SUPERKALIFRAGILISTIGEXPIALIGETISCH

Das Kunstwerk wird in einer verantwortungsvollen Funktion getragen. Ich werde die Models beim Diversityball vor der Modenschau beaufsichtigen, für eine befreundete Designerin.

Verantwortung – Arbeit – also Jeans.

 

Jeans sammeln sich in meinem Kleiderlager, Ausgangsmaterialien für neue Collagen. Jeans werden heute öfter aus modischen Gründen als aus dem Grund des Schutzes für die Belastungen in gefährlichen Arbeitssituationen getragen.
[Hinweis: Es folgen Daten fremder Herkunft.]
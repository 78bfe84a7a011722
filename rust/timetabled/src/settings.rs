use rusqlite::Connection;
use serde::{Deserialize, Serialize};
use std::collections::BTreeMap;

use crate::db;
use crate::schedule::color::DEFAULT_PALETTE;
use crate::schedule::{DayLabelTable, Palette, ScheduleError, UnknownDayPolicy, Weekday};

const SETTINGS_KEY: &str = "schedule.layout";

/// Per-workspace rendering settings for the schedule view.
#[derive(Debug, Clone, PartialEq, Serialize, Deserialize)]
#[serde(rename_all = "camelCase", default)]
pub struct LayoutSettings {
    pub pixels_per_minute: f64,
    pub palette: Vec<String>,
    /// Extra source labels on top of the built-in English names.
    pub day_labels: BTreeMap<String, Weekday>,
    pub unknown_day_policy: UnknownDayPolicy,
    pub day_start_hour: u32,
    pub day_end_hour: u32,
}

impl Default for LayoutSettings {
    fn default() -> Self {
        LayoutSettings {
            pixels_per_minute: 1.0,
            palette: DEFAULT_PALETTE.iter().map(|c| c.to_string()).collect(),
            day_labels: BTreeMap::new(),
            unknown_day_policy: UnknownDayPolicy::Drop,
            day_start_hour: 8,
            day_end_hour: 18,
        }
    }
}

impl LayoutSettings {
    pub fn validate(&self) -> Result<(), ScheduleError> {
        if !(self.pixels_per_minute.is_finite() && self.pixels_per_minute > 0.0) {
            return Err(ScheduleError::InvalidSettings(
                "pixelsPerMinute must be a positive number".into(),
            ));
        }
        if self.palette.is_empty() {
            return Err(ScheduleError::InvalidPalette);
        }
        if let Some(label) = self
            .day_labels
            .keys()
            .find(|l| DayLabelTable::is_builtin(l))
        {
            return Err(ScheduleError::InvalidSettings(format!(
                "dayLabels cannot redefine built-in day label {label:?}"
            )));
        }
        if self.day_start_hour >= self.day_end_hour || self.day_end_hour > 24 {
            return Err(ScheduleError::InvalidSettings(
                "dayStartHour must be before dayEndHour, both within 0..=24".into(),
            ));
        }
        Ok(())
    }

    /// Stored settings, or defaults when the workspace has none yet.
    pub fn load(conn: &Connection) -> anyhow::Result<LayoutSettings> {
        match db::settings_get_json(conn, SETTINGS_KEY)? {
            Some(v) => Ok(serde_json::from_value(v)?),
            None => Ok(LayoutSettings::default()),
        }
    }

    pub fn save(&self, conn: &Connection) -> anyhow::Result<()> {
        db::settings_set_json(conn, SETTINGS_KEY, &serde_json::to_value(self)?)
    }

    /// Applies a partial camelCase object on top of these settings.
    pub fn patched(&self, patch: &serde_json::Value) -> Result<LayoutSettings, ScheduleError> {
        let Some(patch) = patch.as_object() else {
            return Err(ScheduleError::InvalidSettings("patch must be an object".into()));
        };
        let mut merged = serde_json::to_value(self)
            .map_err(|e| ScheduleError::InvalidSettings(e.to_string()))?;
        if let Some(obj) = merged.as_object_mut() {
            for (k, v) in patch {
                obj.insert(k.clone(), v.clone());
            }
        }
        let next: LayoutSettings = serde_json::from_value(merged)
            .map_err(|e| ScheduleError::InvalidSettings(e.to_string()))?;
        next.validate()?;
        Ok(next)
    }

    pub fn label_table(&self) -> DayLabelTable {
        DayLabelTable::with_extra(&self.day_labels)
    }

    pub fn palette(&self) -> Result<Palette, ScheduleError> {
        Palette::new(self.palette.clone())
    }
}
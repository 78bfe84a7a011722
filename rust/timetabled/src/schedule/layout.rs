use serde::{Deserialize, Serialize};
use std::collections::{BTreeMap, HashMap};
use tracing::warn;

use super::bucket::{bucket_events, DayLabelTable, DroppedEvent, UnknownDayPolicy};
use super::color::Palette;
use super::error::ScheduleError;
use super::geometry::{Geometry, PixelBox};
use super::merge::merge_day;
use super::model::{MergedEvent, SourceEvent, Weekday};
use super::wire::RejectedEvent;

/// Everything the layout needs besides the events themselves. Passed in
/// explicitly so the pipeline stays a pure function of its arguments.
#[derive(Debug, Clone)]
pub struct LayoutContext<'a> {
    pub labels: &'a DayLabelTable,
    pub palette: &'a Palette,
    pub pixels_per_minute: f64,
    pub unknown_day_policy: UnknownDayPolicy,
    pub day_start_hour: u32,
    pub day_end_hour: u32,
    pub branch_names: &'a HashMap<String, String>,
}

/// Current selection in the schedule view. Applied before merging.
#[derive(Debug, Clone, Default, Deserialize)]
#[serde(rename_all = "camelCase")]
pub struct LayoutFilter {
    pub branch_id: Option<String>,
    pub teacher_name: Option<String>,
    pub student_name: Option<String>,
}

impl LayoutFilter {
    pub fn matches(&self, ev: &SourceEvent) -> bool {
        if let Some(b) = self.branch_id.as_deref() {
            if ev.branch_id != b {
                return false;
            }
        }
        if let Some(t) = self.teacher_name.as_deref() {
            if !ev.teacher_names.iter().any(|n| n == t) {
                return false;
            }
        }
        if let Some(s) = self.student_name.as_deref() {
            if !ev.student_names.iter().any(|n| n == s) {
                return false;
            }
        }
        true
    }
}

#[derive(Debug, Clone, PartialEq, Serialize)]
#[serde(rename_all = "camelCase")]
pub struct RenderedBlock {
    pub event: MergedEvent,
    pub geometry: Geometry,
    pub pixels: PixelBox,
    pub color_index: usize,
    pub color: String,
    #[serde(skip_serializing_if = "Option::is_none")]
    pub branch_name: Option<String>,
}

#[derive(Debug, Clone, PartialEq, Serialize)]
#[serde(rename_all = "camelCase")]
pub struct DayColumn {
    pub day: Weekday,
    pub blocks: Vec<RenderedBlock>,
    /// "HH:00" -> indices into `blocks` of the blocks starting in that hour.
    pub slots: BTreeMap<String, Vec<usize>>,
}

#[derive(Debug, Clone, PartialEq, Serialize)]
#[serde(rename_all = "camelCase")]
pub struct WeekLayout {
    pub pixels_per_minute: f64,
    pub hours: Vec<u32>,
    pub days: Vec<DayColumn>,
    pub dropped: Vec<DroppedEvent>,
    pub rejected: Vec<RejectedEvent>,
}

impl WeekLayout {
    #[cfg(test)]
    pub fn day(&self, day: Weekday) -> &DayColumn {
        &self.days[day.index()]
    }

    pub fn block_count(&self) -> usize {
        self.days.iter().map(|d| d.blocks.len()).sum()
    }
}

/// Splits off events whose end is not after their start. They are reported
/// under their source day label and never reach the bucketer, so they claim
/// no id and cannot stretch a neighbouring block.
pub fn reject_invalid_ranges<I>(events: I, rejected: &mut Vec<RejectedEvent>) -> Vec<SourceEvent>
where
    I: IntoIterator<Item = SourceEvent>,
{
    events
        .into_iter()
        .filter(|e| match Geometry::from_span(&e.id, e.start_time, e.end_time) {
            Ok(_) => true,
            Err(err) => {
                warn!(event_id = %e.id, day_label = %e.day_label, error = %err, "rejecting event");
                rejected.push(RejectedEvent::new(&e.id, Some(&e.day_label), &err));
                false
            }
        })
        .collect()
}

/// bucket -> sort -> merge -> geometry for one week of events.
pub fn layout_week<I>(
    events: I,
    filter: &LayoutFilter,
    ctx: &LayoutContext<'_>,
) -> Result<WeekLayout, ScheduleError>
where
    I: IntoIterator<Item = SourceEvent>,
{
    let mut rejected = Vec::new();
    let selected = reject_invalid_ranges(
        events.into_iter().filter(|e| filter.matches(e)),
        &mut rejected,
    );
    let buckets = bucket_events(selected, ctx.labels, ctx.unknown_day_policy)?;
    let dropped = buckets.dropped.clone();

    let mut first_hour = ctx.day_start_hour;
    let mut last_hour = ctx.day_end_hour.saturating_sub(1).max(first_hour);
    let mut days = Vec::with_capacity(7);

    for (day, day_events) in buckets.into_days() {
        let mut blocks = Vec::new();
        let mut slots: BTreeMap<String, Vec<usize>> = BTreeMap::new();
        for merged in merge_day(&day_events) {
            let geometry = match Geometry::of(&merged) {
                Ok(g) => g,
                Err(err) => {
                    rejected.push(RejectedEvent::new(&merged.id, Some(day.name()), &err));
                    continue;
                }
            };
            first_hour = first_hour.min(geometry.hour_row);
            last_hour = last_hour.max(geometry.last_hour_row());

            let (color_index, color) = ctx.palette.color_of(&merged.subject);
            slots
                .entry(format!("{:02}:00", geometry.hour_row))
                .or_default()
                .push(blocks.len());
            blocks.push(RenderedBlock {
                branch_name: ctx.branch_names.get(&merged.branch_id).cloned(),
                pixels: geometry.to_pixels(ctx.pixels_per_minute),
                color: color.to_string(),
                color_index,
                geometry,
                event: merged,
            });
        }

        days.push(DayColumn { day, blocks, slots });
    }

    Ok(WeekLayout {
        pixels_per_minute: ctx.pixels_per_minute,
        hours: (first_hour..=last_hour).collect(),
        days,
        dropped,
        rejected,
    })
}
use std::fmt::Display;

use serde::Serialize;

use crate::grid::{Grid, Point};

/// The symbol stored for every cell of a maze file. Only the top and the right wall of a cell
/// are encoded, the bottom and left walls belong to the neighbouring cells (or the boundary).
#[derive(Copy, Clone, Debug, Default, Eq, PartialEq, Hash, Serialize)]
pub enum Descriptor {
    /// `_`
    Top,
    /// `7`
    TopRight,
    /// `*`
    #[default]
    Open,
    /// `|`
    Right,
}

impl Descriptor {
    pub const ALL: [Descriptor; 4] = [
        Descriptor::Top,
        Descriptor::TopRight,
        Descriptor::Open,
        Descriptor::Right,
    ];

    pub fn from_char(symbol: char) -> Option<Self> {
        match symbol {
            '_' => Some(Descriptor::Top),
            '7' => Some(Descriptor::TopRight),
            '*' => Some(Descriptor::Open),
            '|' => Some(Descriptor::Right),
            _ => None,
        }
    }

    pub fn from_walls(top: bool, right: bool) -> Self {
        match (top, right) {
            (true, false) => Descriptor::Top,
            (true, true) => Descriptor::TopRight,
            (false, false) => Descriptor::Open,
            (false, true) => Descriptor::Right,
        }
    }

    pub fn as_char(self) -> char {
        match self {
            Descriptor::Top => '_',
            Descriptor::TopRight => '7',
            Descriptor::Open => '*',
            Descriptor::Right => '|',
        }
    }

    pub fn has_top_wall(self) -> bool {
        matches!(self, Descriptor::Top | Descriptor::TopRight)
    }

    pub fn has_right_wall(self) -> bool {
        matches!(self, Descriptor::TopRight | Descriptor::Right)
    }
}

impl TryFrom<char> for Descriptor {
    type Error = char;

    fn try_from(symbol: char) -> Result<Self, Self::Error> {
        Descriptor::from_char(symbol).ok_or(symbol)
    }
}

impl From<Descriptor> for char {
    fn from(d: Descriptor) -> Self {
        d.as_char()
    }
}

impl Display for Descriptor {
    fn fmt(&self, f: &mut std::fmt::Formatter<'_>) -> std::fmt::Result {
        write!(f, "{}", self.as_char())
    }
}

/// The walls of a single cell, derived from its descriptor each time it is asked for.
#[derive(Copy, Clone, Debug, Eq, PartialEq)]
pub struct Walls {
    pub point: Point,
    pub top: bool,
    pub right: bool,
}

impl Walls {
    pub fn new(point: Point, descriptor: Descriptor) -> Self {
        Self {
            point,
            top: descriptor.has_top_wall(),
            right: descriptor.has_right_wall(),
        }
    }
}

/// Returns `(has_top_wall, has_right_wall)` for the cell at `row`, `col`.
///
/// Panics if the coordinate lies outside the grid.
pub fn walls_at(grid: &Grid, row: usize, col: usize) -> (bool, bool) {
    let walls = grid.walls(Point { row, col });
    (walls.top, walls.right)
}
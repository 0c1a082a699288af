use std::fmt::Display;

use serde::{Serialize, Serializer};

use crate::{
    cell::{Descriptor, Walls},
    load::FormatError,
    storage::CellStorage,
};

#[derive(Copy, Clone, Debug, Eq, PartialEq, Hash, PartialOrd, Ord, Serialize)]
pub struct Point {
    pub row: usize,
    pub col: usize,
}

impl Point {
    pub fn new(row: usize, col: usize) -> Self {
        Self { row, col }
    }
}

impl Display for Point {
    fn fmt(&self, f: &mut std::fmt::Formatter<'_>) -> std::fmt::Result {
        write!(f, "({}, {})", self.row, self.col)
    }
}

impl From<(usize, usize)> for Point {
    fn from((row, col): (usize, usize)) -> Self {
        Self { row, col }
    }
}

#[derive(Copy, Clone, Debug, Eq, PartialEq, Serialize)]
pub enum Direction {
    Up,
    Down,
    Left,
    Right,
}

impl Direction {
    /// The order in which the solver tries to leave a cell.
    pub const PRIORITY: [Direction; 4] = [
        Direction::Up,
        Direction::Down,
        Direction::Left,
        Direction::Right,
    ];
}

impl Display for Direction {
    fn fmt(&self, f: &mut std::fmt::Formatter<'_>) -> std::fmt::Result {
        write!(
            f,
            "{}",
            match self {
                Direction::Up => "up",
                Direction::Down => "down",
                Direction::Left => "left",
                Direction::Right => "right",
            }
        )
    }
}

/// A rectangular maze with a start and a finish cell. A `Grid` can only be built through
/// [`Grid::new`] or the loader, both of which validate it, and it is never mutated afterwards.
#[derive(Debug, Clone, PartialEq, Eq, Serialize)]
pub struct Grid {
    rows: usize,
    columns: usize,
    start: Point,
    finish: Point,
    #[serde(serialize_with = "serialize_rows")]
    cells: CellStorage<Descriptor>,
}

impl Grid {
    /// Creates a grid from row-major descriptors.
    pub fn new(
        rows: usize,
        columns: usize,
        start: Point,
        finish: Point,
        cells: Vec<Descriptor>,
    ) -> Result<Self, FormatError> {
        if rows == 0 || columns == 0 {
            return Err(FormatError::EmptyDimension { rows, columns });
        }

        if start.row >= rows || start.col >= columns {
            return Err(FormatError::StartOutOfBounds {
                point: start,
                rows,
                columns,
            });
        }
        if finish.row >= rows || finish.col >= columns {
            return Err(FormatError::FinishOutOfBounds {
                point: finish,
                rows,
                columns,
            });
        }

        let expected = rows
            .checked_mul(columns)
            .ok_or(FormatError::TooLarge { rows, columns })?;
        let found = cells.len();
        let cells = CellStorage::from_vec(rows, columns, cells)
            .ok_or(FormatError::CellCount { expected, found })?;

        Ok(Self {
            rows,
            columns,
            start,
            finish,
            cells,
        })
    }

    pub fn rows(&self) -> usize {
        self.rows
    }

    pub fn columns(&self) -> usize {
        self.columns
    }

    pub fn start(&self) -> Point {
        self.start
    }

    pub fn finish(&self) -> Point {
        self.finish
    }

    /// The stored descriptor of a cell. Panics if `node` is outside the grid.
    pub fn descriptor(&self, node: Point) -> Descriptor {
        self.cells[node]
    }

    /// The walls of a cell. Panics if `node` is outside the grid.
    pub fn walls(&self, node: Point) -> Walls {
        Walls::new(node, self.descriptor(node))
    }

    /// Returns the cell reached by leaving `node` in `direction`, or `None` if the grid
    /// boundary or a wall is in the way.
    ///
    /// Every wall is stored on exactly one of the two cells it separates, so moving up or right
    /// looks at `node` itself while moving down or left looks at the neighbour.
    pub fn neighbour(&self, node: Point, direction: Direction) -> Option<Point> {
        match direction {
            Direction::Up => {
                if node.row == 0 || self.walls(node).top {
                    return None;
                }
                Some(Point::new(node.row - 1, node.col))
            }
            Direction::Down => {
                let below = Point::new(node.row + 1, node.col);
                if below.row >= self.rows || self.walls(below).top {
                    return None;
                }
                Some(below)
            }
            Direction::Left => {
                if node.col == 0 {
                    return None;
                }
                let left = Point::new(node.row, node.col - 1);
                if self.walls(left).right {
                    return None;
                }
                Some(left)
            }
            Direction::Right => {
                if node.col + 1 >= self.columns || self.walls(node).right {
                    return None;
                }
                Some(Point::new(node.row, node.col + 1))
            }
        }
    }

    /// All reachable neighbours of `node`, in solver priority order.
    pub fn neighbours_of(&self, node: Point) -> impl Iterator<Item = (Direction, Point)> + '_ {
        Direction::PRIORITY
            .into_iter()
            .filter_map(move |d| self.neighbour(node, d).map(|p| (d, p)))
    }

    /// Iterates over every cell with its walls, row by row.
    pub fn cells(&self) -> impl Iterator<Item = Walls> + '_ {
        self.cells.iter().map(|(point, d)| Walls::new(point, *d))
    }

    /// Creates a per-cell storage with the dimensions of this grid.
    pub fn create_storage<T: Copy>(&self, value: T) -> CellStorage<T> {
        CellStorage::new(self.rows, self.columns, value)
    }
}

fn serialize_rows<S: Serializer>(
    cells: &CellStorage<Descriptor>,
    serializer: S,
) -> Result<S::Ok, S::Error> {
    serializer.collect_seq(
        cells
            .rows_iter()
            .map(|row| row.iter().map(|d| d.as_char()).collect::<String>()),
    )
}

/// Writes the grid in the maze file format, so that loading the output gives back an equal grid.
impl Display for Grid {
    fn fmt(&self, f: &mut std::fmt::Formatter<'_>) -> std::fmt::Result {
        writeln!(f, "{},{}", self.columns, self.rows)?;
        writeln!(f, "{},{}", self.start.col, self.start.row)?;
        writeln!(f, "{},{}", self.finish.col, self.finish.row)?;
        write!(f, "{}", self.cells)
    }
}

#[cfg(test)]
mod test {
    use super::*;

    // +-----+-----+
    // |  S        |
    // +-----+     +
    // |  F  |     |
    // +-----+-----+
    fn create_basic_grid() -> Grid {
        use Descriptor::*;
        Grid::new(
            2,
            2,
            Point::new(0, 0),
            Point::new(1, 0),
            vec![Top, TopRight, TopRight, Right],
        )
        .unwrap()
    }

    #[test]
    fn test_neighbours_respect_shared_walls() {
        let grid = create_basic_grid();

        // the wall between (0, 0) and (1, 0) is the top wall of (1, 0)
        assert_eq!(grid.neighbour(Point::new(0, 0), Direction::Down), None);
        assert_eq!(grid.neighbour(Point::new(1, 0), Direction::Up), None);

        // the wall between (1, 0) and (1, 1) is the right wall of (1, 0)
        assert_eq!(grid.neighbour(Point::new(1, 0), Direction::Right), None);
        assert_eq!(grid.neighbour(Point::new(1, 1), Direction::Left), None);

        assert_eq!(
            grid.neighbour(Point::new(0, 0), Direction::Right),
            Some(Point::new(0, 1))
        );
        assert_eq!(
            grid.neighbour(Point::new(0, 1), Direction::Left),
            Some(Point::new(0, 0))
        );
        assert_eq!(
            grid.neighbour(Point::new(0, 1), Direction::Down),
            Some(Point::new(1, 1))
        );
        assert_eq!(
            grid.neighbour(Point::new(1, 1), Direction::Up),
            Some(Point::new(0, 1))
        );
    }

    #[test]
    fn test_boundary_blocks_moves() {
        let grid = Grid::new(1, 1, Point::new(0, 0), Point::new(0, 0), vec![Descriptor::Open])
            .unwrap();

        for d in Direction::PRIORITY {
            assert_eq!(grid.neighbour(Point::new(0, 0), d), None, "{d}");
        }
    }

    #[test]
    fn test_neighbours_in_priority_order() {
        let grid = Grid::new(
            3,
            3,
            Point::new(0, 0),
            Point::new(2, 2),
            vec![Descriptor::Open; 9],
        )
        .unwrap();

        let directions: Vec<Direction> = grid
            .neighbours_of(Point::new(1, 1))
            .map(|(d, _)| d)
            .collect();
        assert_eq!(directions, Direction::PRIORITY.to_vec());
    }

    #[test]
    fn test_new_validates() {
        assert!(matches!(
            Grid::new(0, 3, Point::new(0, 0), Point::new(0, 0), vec![]),
            Err(FormatError::EmptyDimension { rows: 0, columns: 3 })
        ));
        assert!(matches!(
            Grid::new(1, 1, Point::new(0, 1), Point::new(0, 0), vec![Descriptor::Open]),
            Err(FormatError::StartOutOfBounds { .. })
        ));
        assert!(matches!(
            Grid::new(1, 1, Point::new(0, 0), Point::new(1, 0), vec![Descriptor::Open]),
            Err(FormatError::FinishOutOfBounds { .. })
        ));
        assert!(matches!(
            Grid::new(2, 1, Point::new(0, 0), Point::new(0, 0), vec![Descriptor::Open]),
            Err(FormatError::CellCount {
                expected: 2,
                found: 1
            })
        ));
    }

    #[test]
    fn test_new_reports_real_cell_count() {
        assert_eq!(
            Grid::new(
                2,
                3,
                Point::new(0, 0),
                Point::new(1, 2),
                vec![Descriptor::Open; 5]
            ),
            Err(FormatError::CellCount {
                expected: 6,
                found: 5
            })
        );
    }

    #[test]
    fn test_new_rejects_overflowing_dimensions() {
        assert_eq!(
            Grid::new(
                usize::MAX,
                2,
                Point::new(0, 0),
                Point::new(0, 0),
                vec![Descriptor::Open]
            ),
            Err(FormatError::TooLarge {
                rows: usize::MAX,
                columns: 2
            })
        );
    }

    #[test]
    fn test_display_writes_file_format() {
        let grid = create_basic_grid();
        assert_eq!(grid.to_string(), "2,2\n0,0\n0,1\n_7\n7|\n");
    }
}
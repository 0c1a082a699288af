use maze::{Grid, Point};

const TOP_WALL: &str = "-----+";
const TOP_OPEN: &str = "     +";
const RIGHT_WALL: &str = "     |";
const RIGHT_OPEN: &str = "      ";

/// Draws the grid with `S` and `F` on the start and finish cells and `*` on every other cell of
/// `path`.
///
/// Each row of cells takes four lines of text: the top walls, then three interior lines with the
/// label on the middle one. The left and bottom edges of the maze are always closed.
pub fn render(grid: &Grid, path: Option<&[Point]>) -> String {
    let mut on_path = grid.create_storage(false);
    for point in path.unwrap_or_default() {
        on_path[*point] = true;
    }

    let mut out = String::new();
    for row in 0..grid.rows() {
        for line in 0..4 {
            out.push(if line == 0 { '+' } else { '|' });

            for col in 0..grid.columns() {
                let point = Point::new(row, col);
                let walls = grid.walls(point);

                match line {
                    0 => out.push_str(if walls.top { TOP_WALL } else { TOP_OPEN }),
                    2 => {
                        out.push_str(if point == grid.start() {
                            "  S  "
                        } else if point == grid.finish() {
                            "  F  "
                        } else if on_path[point] {
                            "  *  "
                        } else {
                            "     "
                        });
                        out.push(if walls.right { '|' } else { ' ' });
                    }
                    _ => out.push_str(if walls.right { RIGHT_WALL } else { RIGHT_OPEN }),
                }
            }
            out.push('\n');
        }
    }

    out.push('+');
    for _ in 0..grid.columns() {
        out.push_str(TOP_WALL);
    }
    out.push('\n');

    out
}
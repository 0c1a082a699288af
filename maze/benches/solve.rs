use criterion::{black_box, criterion_group, criterion_main, Criterion};
use maze::{load, solve, Grid, SolveResult};

/// A maze without inner walls, the solver sweeps it column by column.
fn open_maze(size: usize) -> Grid {
    let mut text = format!("{size},{size}\n0,0\n{last},{last}\n", last = size - 1);
    for _ in 0..size {
        text.push_str(&"*".repeat(size));
        text.push('\n');
    }
    load(&text).unwrap()
}

/// A single corridor winding left and right through every row.
fn serpentine_maze(size: usize) -> Grid {
    let last = size - 1;
    let finish_col = if size % 2 == 0 { 0 } else { last };
    let mut text = format!("{size},{size}\n0,0\n{finish_col},{last}\n");

    for row in 0..size {
        for col in 0..size {
            // the gap to the row above is on the right for odd rows and on the left for even ones
            let gap = if row % 2 == 1 { last } else { 0 };
            let top = row == 0 || col != gap;
            let right = col == last;
            text.push(maze::Descriptor::from_walls(top, right).as_char());
        }
        text.push('\n');
    }
    load(&text).unwrap()
}

fn bench_maze(c: &mut Criterion, name: &str, grid: Grid) {
    c.bench_function(name, |b| {
        b.iter(|| {
            let res = solve(black_box(&grid));
            assert!(matches!(res, SolveResult::Solved(_)));
        })
    });
}

pub fn open_small(c: &mut Criterion) {
    bench_maze(c, "open_32", open_maze(32));
}

pub fn open_large(c: &mut Criterion) {
    bench_maze(c, "open_256", open_maze(256));
}

pub fn serpentine(c: &mut Criterion) {
    bench_maze(c, "serpentine_128", serpentine_maze(128));
}

criterion_group!(benches, open_small, open_large, serpentine);
criterion_main!(benches);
Aber besonders dieses Material hält zu lange, als dass sie jemand „austragen“ würde. Sie sind zur Makulatur verkommen. Feuer- und reißfest, für die, die zupacken können und müssen, persiflieren sie heute die Arbeitsmoral der BewohnerInnen der „Ersten Welt“, die, ein Blatt hebend oder im gepolsterten Auto sitzend, einen Bandscheibenvorfall von ihrer harten Arbeit davontragen.

 

Ich habe zu arbeiten, im Hintergrund dafür zu sorgen, dass alles läuft, beim Diversity Ball. Also Jeans.

Ich zertrenne 20 davon. Meine Schneiderpuppe fällt. Sie trägt das Gewicht der schweren Stoffe kaum. Die Maschine soll bis zu sechs bockige Lagen übereinander verarbeiten. Ich zwänge, dränge, schiebe. Nadelteile spritzen quer durch das Zimmer. Schutzbrille. Schweiß tropft unter Prusten und Stöhnen. Die zarte Form der Taille soll betont werden. Die ausgestellte Rokokoform des Rockteiles bedarf eines Ausfluges in den Baumarkt. Tanzen sollte man auch können, ist ja trotz der Arbeitssituation ein Ball. Die Bewegungsfreiheit der Beine muss bedacht werden. Neben dem Tagesgeschäft 80 Stunden in einer Woche für die Kunst zu investieren, bedeutet Schlafentzug. Im Prozess tauchen all die Situationen meines Lebens auf, in denen ich unter Druck Ergebnisse liefern musste, aus Nichts etwas Besonderes zu kreieren hatte, mich neu entwerfen musste, die herzgesteuerte Strenge der Mary Poppins auf mich selbst anwenden musste. Arbeitstrance, Workflow. Eine Jacke aus schwarzen Jeans soll erlauben, vor dem Palais in der Kühle der Nacht die Models zu sortieren, ohne zu zittern. Geschafft. Ich bin stolz. Der Abend kann beginnen.

 

Die Mädels machen einen tollen Job. Für ein Mädel bedurfte es gehöriger Überredungskunst, weil sie nicht, wie geplant, im Outfit der Designerin, sondern im Jeanskleid auf die Bühne wollte. Gegen Mitternacht mische ich mich unter die BesucherInnen. FotografInnen bitten mich zum Shooting, Frauen wie Männer sprechen mich an und erkundigen sich nach der Designerin. La Honc kommt auf mich zu. Er kritisiert die Sicherheitsnadeln und – er findet das Kleid großartig, ermutigt mich, weiter zu arbeiten.

 

Der Gott der Haute Couture hat zu mir gesprochen. Ich bin ein gasgefüllter Ballon, unerwartete Reaktion auf unerwartetes Feedback. Wäre das Kleid an sich nicht so schwer, ich würde in den schwarzen Himmel aufsteigen.

Nicht nur einmal hat dieses Kunstwerk Fotografen und Filmemacher inspiriert.

Dort, wo Du damit stehst, ist der Mittelpunkt!

Mein Lieblingsmodel darf ich in dieser Robe fotografieren. Ihr Körper zeigt eine Narbe- vom Brustkorb bis zur Scham – nicht verdeckt – im Gegenteil – die dünnen schwarzen Striche der Sicherheitsnadeln wirken wie die Klammern, von welchen die Wunde zusammengehalten wird. Sie ist die Richtige, dieses Kunstwerk zu tragen. Sie ist die Heldin, Sie ist die Eine von uns Vielen… Sie ist Pina.